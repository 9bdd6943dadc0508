//! Dry-run validation of config files and outcome snippets.
//!
//! Experiment configs are validated against their experiment's metadata.
//! Outcomes are validated once per app id of their platform, against a
//! synthetic experiment. Nothing is written to the warehouse.

pub mod harness;
pub mod report;
pub mod validator;

pub use harness::{
    dry_run, dummy_experiment, format_sql_with_line_numbers, validate_experiment_config,
    validate_outcome, ValidationError,
};
pub use report::{ValidationReport, ValidationStatus};
pub use validator::Validator;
==================================================
Could you transcribe all of the entries exactly, leaving nothing out?

• **Finished task**:
repository 9bdd6943dadc0508
//! Dry-run validation of config files and outcome snippets.
//!
//! Experiment configs are validated against their experiment's metadata.
//! Outcomes are validated once per app id of their platform, against a
//! synthetic experiment. Nothing is written to the warehouse.

pub mod harness;
pub mod report;
pub mod validator;

pub use harness::{
    dry_run, dummy_experiment, format_sql_with_line_numbers, validate_experiment_config,
    validate_outcome, ValidationError,
};
pub use report::{ValidationReport, ValidationStatus};
pub use validator::Validator;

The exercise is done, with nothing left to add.